Bio

Jennifer Lynn Peterson (PhD, University of Chicago) is a cinema and media historian, educator, and writer living in Los Angeles.

I’m the author of Education in the School of Dreams: Travelogues and Early Nonfiction Film (Duke University Press, 2013). My scholarly articles have been published in journals including Representations, Feminist Media Histories, JCMS – Journal of Cinema and Media Studies, New Review of Film and Television Studies, Camera Obscura, The Moving Image, and Getty Research Journal. I have published chapters in several edited anthologies including The Oxford Handbook of Silent Cinema, Ends of Cinema, Hollywood on Location, Rediscovering U.S. Newsfilm, The Routledge Companion to Cinema and Gender, and Learning with the Lights Off: Educational Film in the United States. My film, art, and book reviews have been published in Critical Inquiry, JCMS, Millennium Film Journal, Texte zur Kunst, the Los Angeles Review of Books, Artforum.com, and Contemporary Art Review LA (Carla). Previously I was a tenured Associate Professor in the Film Studies Program at the University of Colorado Boulder. After returning to my home state of California, I’m now a Professor in the Filmmaking Program at Woodbury University in Los Angeles, where I teach courses on film and media history and analysis. I’m also a Member of the Board of Los Angeles Filmforum. I was born and grew up in Santa Barbara, CA. I’m the first in my family to attend college. I live in Northeast Los Angeles (unceded Gabrieliño/Tongva land) with my spouse, two kids, a big dog, and a school of small fish.
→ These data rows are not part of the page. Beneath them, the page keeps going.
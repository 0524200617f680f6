//! Pasting text into the buffer.
//!
//! A paste is one splice at the cursor: the current line is split around
//! the cursor and the pasted lines go in between. The cursor ends up after
//! the last pasted char.
//!
//! Pastes of more than [`CHUNK_THRESHOLD`] lines are spliced in batches of
//! [`CHUNK_LINES`] lines, each one inserted where the previous batch ended.
//! The result (text and cursor) is identical to a single splice.

use crate::buffer::Buffer;
use crate::position::Position;

/// Pastes with more lines than this take the batched path.
pub const CHUNK_THRESHOLD: usize = 10;

/// Lines per batch on the batched path.
pub const CHUNK_LINES: usize = 64;

/// Splice `text` into `buf` at `pos`; returns the new cursor position.
/// An empty `text` changes nothing.
pub fn paste(buf: &mut Buffer, pos: Position, text: &str) -> Position {
    if text.is_empty() {
        return buf.clamp(pos);
    }
    if line_count(text) > CHUNK_THRESHOLD {
        paste_chunked(buf, pos, text, CHUNK_LINES)
    } else {
        buf.insert_text(pos, text)
    }
}

/// Number of lines `text` spans once split on `\n`.
#[must_use]
pub fn line_count(text: &str) -> usize {
    text.bytes().filter(|&b| b == b'\n').count() + 1
}

fn paste_chunked(buf: &mut Buffer, pos: Position, text: &str, per_chunk: usize) -> Position {
    let mut at = buf.clamp(pos);
    for chunk in line_chunks(text, per_chunk) {
        at = buf.insert_text(at, chunk);
    }
    at
}

/// Split `text` into pieces of `per_chunk` lines each. Every piece but the
/// last keeps its trailing `\n`, so concatenating them gives back `text`.
fn line_chunks(text: &str, per_chunk: usize) -> impl Iterator<Item = &str> {
    let per_chunk = per_chunk.max(1);
    let mut rest = text;
    std::iter::from_fn(move || {
        if rest.is_empty() {
            return None;
        }
        let cut = rest
            .match_indices('\n')
            .nth(per_chunk - 1)
            .map_or(rest.len(), |(i, _)| i + 1);
        let (head, tail) = rest.split_at(cut);
        rest = tail;
        Some(head)
    })
}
I’m currently completing my second book, Conservation Motion Pictures: Silent-Era Cinema and the Production of Nature, under contract with Columbia University Press. Much has been written about the early nature conservation movement in the U.S., but surprisingly little has been written about its use of motion pictures, even though film has played a crucial role in conservation from the start. Indeed, the shared timeline of early conservation and early cinema reveals surprising stylistic, environmental, and political resonances. This book tells a different story about silent-era film history that includes government films and commercial films that have been excluded from canonical histories. Grounded in archival research, I analyze Hollywood features shot on location in “wilderness” settings —Valley of the Giants (1919, 1927, and 1938 versions) and Mantrap (Victor Fleming, 1926) — alongside “useful” nonfiction films such as A Forest Axiom (USDA, 1929), The Story of Our National Parks (National Park Service and Rothacker Film Manufacturing Co., 1924), and State Parks Bond Film (Save-the-Redwoods League, 1929). Early conservation grappled with the then-new scientific concept of species extinction just as motion pictures enabled the depiction of wildlife in its habitat. As my book shows, these films were bound up with social, racial, and gender hierarchies and were influenced by the era’s colonialist and eugenics thinking. At the same time, they positioned themselves against the era’s accelerating forces of extraction. Complex and contradictory, these films inaugurated many aspects of environmental media that are still with us today. My other current projects include new writing on ecology in experimental film and media, and a textbook on Media and the Environment.